_EXERCISE DESCRIPTION:_
Every line from the first one in the listing down to the line with "pub struct TransitionBuilder" should be restated word for word.

_MATERIAL FOR THIS TASK:_
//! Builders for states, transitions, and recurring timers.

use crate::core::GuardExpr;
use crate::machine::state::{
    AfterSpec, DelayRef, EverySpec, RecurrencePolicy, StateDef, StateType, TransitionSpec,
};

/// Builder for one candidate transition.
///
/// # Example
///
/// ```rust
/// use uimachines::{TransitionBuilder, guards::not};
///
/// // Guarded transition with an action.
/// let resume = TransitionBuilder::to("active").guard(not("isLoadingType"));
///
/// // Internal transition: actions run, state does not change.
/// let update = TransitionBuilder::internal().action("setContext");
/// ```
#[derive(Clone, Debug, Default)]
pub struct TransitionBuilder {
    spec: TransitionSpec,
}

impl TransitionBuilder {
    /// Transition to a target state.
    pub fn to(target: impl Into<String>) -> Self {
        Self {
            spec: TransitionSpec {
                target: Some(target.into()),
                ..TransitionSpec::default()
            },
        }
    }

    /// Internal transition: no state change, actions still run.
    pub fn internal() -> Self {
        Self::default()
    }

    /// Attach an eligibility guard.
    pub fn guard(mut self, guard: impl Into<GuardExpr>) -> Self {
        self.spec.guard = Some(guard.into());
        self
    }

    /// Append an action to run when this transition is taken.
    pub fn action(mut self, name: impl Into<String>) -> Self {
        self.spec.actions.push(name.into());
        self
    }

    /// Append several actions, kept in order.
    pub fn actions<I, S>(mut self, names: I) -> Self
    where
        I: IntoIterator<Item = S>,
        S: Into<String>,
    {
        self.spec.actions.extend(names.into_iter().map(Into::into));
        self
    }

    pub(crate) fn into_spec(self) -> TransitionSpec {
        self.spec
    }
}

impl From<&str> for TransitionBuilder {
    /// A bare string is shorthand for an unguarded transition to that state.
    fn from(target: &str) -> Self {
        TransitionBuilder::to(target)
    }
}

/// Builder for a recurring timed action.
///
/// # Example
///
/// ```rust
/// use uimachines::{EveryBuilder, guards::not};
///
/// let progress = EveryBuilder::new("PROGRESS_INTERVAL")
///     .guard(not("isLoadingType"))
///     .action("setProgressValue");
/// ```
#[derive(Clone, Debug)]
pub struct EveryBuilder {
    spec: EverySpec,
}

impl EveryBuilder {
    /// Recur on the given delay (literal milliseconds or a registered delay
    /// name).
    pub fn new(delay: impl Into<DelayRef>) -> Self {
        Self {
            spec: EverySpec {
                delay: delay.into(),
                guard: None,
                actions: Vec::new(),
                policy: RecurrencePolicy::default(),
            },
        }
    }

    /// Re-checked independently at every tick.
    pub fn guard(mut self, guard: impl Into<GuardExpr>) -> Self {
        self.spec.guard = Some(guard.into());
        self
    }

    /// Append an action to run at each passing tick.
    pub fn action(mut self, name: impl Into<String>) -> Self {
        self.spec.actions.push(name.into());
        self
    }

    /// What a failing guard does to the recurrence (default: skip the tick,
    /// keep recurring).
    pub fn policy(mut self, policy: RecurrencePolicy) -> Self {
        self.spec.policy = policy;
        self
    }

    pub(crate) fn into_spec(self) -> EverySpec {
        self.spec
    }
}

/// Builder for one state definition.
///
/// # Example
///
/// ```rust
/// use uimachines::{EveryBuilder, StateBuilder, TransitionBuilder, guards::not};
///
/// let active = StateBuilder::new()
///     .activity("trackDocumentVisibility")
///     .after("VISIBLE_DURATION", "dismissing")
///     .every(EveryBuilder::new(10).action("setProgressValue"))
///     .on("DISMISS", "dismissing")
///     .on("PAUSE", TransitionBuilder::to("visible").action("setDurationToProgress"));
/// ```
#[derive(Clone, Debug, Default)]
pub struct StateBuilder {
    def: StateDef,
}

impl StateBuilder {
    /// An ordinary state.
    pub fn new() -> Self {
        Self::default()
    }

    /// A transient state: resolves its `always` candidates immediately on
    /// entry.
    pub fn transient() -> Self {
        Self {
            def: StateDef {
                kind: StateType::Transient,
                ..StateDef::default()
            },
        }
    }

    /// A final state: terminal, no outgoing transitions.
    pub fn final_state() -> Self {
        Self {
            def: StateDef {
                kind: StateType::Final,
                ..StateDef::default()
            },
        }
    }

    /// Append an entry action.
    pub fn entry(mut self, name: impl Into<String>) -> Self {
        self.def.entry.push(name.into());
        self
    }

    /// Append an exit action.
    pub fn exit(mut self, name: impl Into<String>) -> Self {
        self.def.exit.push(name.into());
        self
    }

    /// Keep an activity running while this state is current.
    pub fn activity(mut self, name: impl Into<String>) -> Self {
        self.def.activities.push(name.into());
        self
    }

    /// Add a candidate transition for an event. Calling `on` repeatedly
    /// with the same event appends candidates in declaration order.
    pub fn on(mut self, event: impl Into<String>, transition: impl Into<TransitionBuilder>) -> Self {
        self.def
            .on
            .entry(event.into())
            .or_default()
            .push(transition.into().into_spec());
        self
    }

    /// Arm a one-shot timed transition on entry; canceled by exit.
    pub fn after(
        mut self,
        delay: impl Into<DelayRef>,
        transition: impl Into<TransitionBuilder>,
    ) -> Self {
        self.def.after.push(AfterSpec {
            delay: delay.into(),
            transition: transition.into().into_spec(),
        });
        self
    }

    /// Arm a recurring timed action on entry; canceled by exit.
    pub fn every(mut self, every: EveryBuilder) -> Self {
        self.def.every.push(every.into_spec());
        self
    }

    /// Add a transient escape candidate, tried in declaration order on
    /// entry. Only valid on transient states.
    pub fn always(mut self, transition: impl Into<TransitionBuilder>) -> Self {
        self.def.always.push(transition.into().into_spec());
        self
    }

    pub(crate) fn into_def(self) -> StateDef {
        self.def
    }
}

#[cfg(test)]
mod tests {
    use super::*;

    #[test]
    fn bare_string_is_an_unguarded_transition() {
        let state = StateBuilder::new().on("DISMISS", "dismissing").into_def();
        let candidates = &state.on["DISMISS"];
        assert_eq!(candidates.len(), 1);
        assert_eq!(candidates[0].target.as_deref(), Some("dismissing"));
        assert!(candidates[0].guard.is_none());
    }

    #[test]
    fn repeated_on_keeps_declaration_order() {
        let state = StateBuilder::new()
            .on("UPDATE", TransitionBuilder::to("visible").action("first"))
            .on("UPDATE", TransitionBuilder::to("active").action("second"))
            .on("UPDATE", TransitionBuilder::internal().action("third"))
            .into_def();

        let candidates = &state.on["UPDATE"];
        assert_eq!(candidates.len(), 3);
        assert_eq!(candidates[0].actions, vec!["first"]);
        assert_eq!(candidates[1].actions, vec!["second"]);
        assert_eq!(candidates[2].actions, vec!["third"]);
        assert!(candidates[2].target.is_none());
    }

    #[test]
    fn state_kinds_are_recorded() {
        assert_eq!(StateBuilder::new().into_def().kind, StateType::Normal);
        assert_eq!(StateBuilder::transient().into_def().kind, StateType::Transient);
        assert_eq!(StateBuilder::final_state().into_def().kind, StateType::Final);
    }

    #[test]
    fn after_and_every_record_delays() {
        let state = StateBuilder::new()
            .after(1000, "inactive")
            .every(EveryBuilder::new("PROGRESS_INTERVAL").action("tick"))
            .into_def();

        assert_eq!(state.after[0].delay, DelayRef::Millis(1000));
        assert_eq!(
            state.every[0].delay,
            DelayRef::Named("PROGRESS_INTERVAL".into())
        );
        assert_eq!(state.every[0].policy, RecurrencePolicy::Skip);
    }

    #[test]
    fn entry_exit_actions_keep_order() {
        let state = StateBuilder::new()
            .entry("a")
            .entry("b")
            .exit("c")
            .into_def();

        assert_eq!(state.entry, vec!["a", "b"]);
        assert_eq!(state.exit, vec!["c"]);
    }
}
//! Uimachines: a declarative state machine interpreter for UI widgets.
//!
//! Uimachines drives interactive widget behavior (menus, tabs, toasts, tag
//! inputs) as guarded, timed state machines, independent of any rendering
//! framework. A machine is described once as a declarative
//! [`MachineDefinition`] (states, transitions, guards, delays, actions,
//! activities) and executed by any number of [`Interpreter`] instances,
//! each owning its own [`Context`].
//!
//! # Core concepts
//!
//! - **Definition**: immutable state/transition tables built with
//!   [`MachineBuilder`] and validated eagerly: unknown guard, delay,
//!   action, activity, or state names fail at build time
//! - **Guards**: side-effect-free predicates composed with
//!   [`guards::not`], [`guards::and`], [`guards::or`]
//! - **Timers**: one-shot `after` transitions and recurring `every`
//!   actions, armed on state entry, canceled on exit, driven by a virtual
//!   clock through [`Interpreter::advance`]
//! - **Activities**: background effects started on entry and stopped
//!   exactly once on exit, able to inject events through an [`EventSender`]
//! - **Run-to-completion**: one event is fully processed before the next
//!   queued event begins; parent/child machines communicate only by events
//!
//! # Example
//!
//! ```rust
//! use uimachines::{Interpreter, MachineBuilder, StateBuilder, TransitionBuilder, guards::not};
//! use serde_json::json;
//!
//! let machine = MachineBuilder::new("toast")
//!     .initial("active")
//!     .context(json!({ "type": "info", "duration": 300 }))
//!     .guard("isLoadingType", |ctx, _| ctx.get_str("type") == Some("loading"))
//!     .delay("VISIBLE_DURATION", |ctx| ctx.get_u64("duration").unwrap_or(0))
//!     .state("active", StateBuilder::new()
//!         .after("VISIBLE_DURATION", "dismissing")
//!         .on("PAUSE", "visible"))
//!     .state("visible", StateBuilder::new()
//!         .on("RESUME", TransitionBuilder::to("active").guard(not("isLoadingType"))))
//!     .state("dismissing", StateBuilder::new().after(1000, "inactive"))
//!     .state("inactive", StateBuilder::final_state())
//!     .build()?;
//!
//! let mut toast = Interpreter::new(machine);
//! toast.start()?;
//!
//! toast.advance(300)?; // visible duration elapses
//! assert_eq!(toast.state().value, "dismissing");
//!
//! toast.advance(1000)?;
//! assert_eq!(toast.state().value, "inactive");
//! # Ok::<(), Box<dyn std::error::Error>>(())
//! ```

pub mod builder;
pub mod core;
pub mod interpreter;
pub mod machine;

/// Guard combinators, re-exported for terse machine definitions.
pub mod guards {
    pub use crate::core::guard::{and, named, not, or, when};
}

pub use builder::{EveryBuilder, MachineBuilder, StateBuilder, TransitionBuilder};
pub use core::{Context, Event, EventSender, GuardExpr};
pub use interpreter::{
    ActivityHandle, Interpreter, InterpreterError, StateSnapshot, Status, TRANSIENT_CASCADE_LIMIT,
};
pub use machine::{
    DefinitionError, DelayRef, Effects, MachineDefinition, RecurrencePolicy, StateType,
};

_YOUR RESPONSE:_
//! Builders for states, transitions, and recurring timers.

use crate::core::GuardExpr;
use crate::machine::state::{
    AfterSpec, DelayRef, EverySpec, RecurrencePolicy, StateDef, StateType, TransitionSpec,
};

/// Builder for one candidate transition.
///
/// # Example
///
/// ```rust
/// use uimachines::{TransitionBuilder, guards::not};
///
/// // Guarded transition with an action.
/// let resume = TransitionBuilder::to("active").guard(not("isLoadingType"));
///
/// // Internal transition: actions run, state does not change.
/// let update = TransitionBuilder::internal().action("setContext");
/// ```
#[derive(Clone, Debug, Default)]
pub struct TransitionBuilder {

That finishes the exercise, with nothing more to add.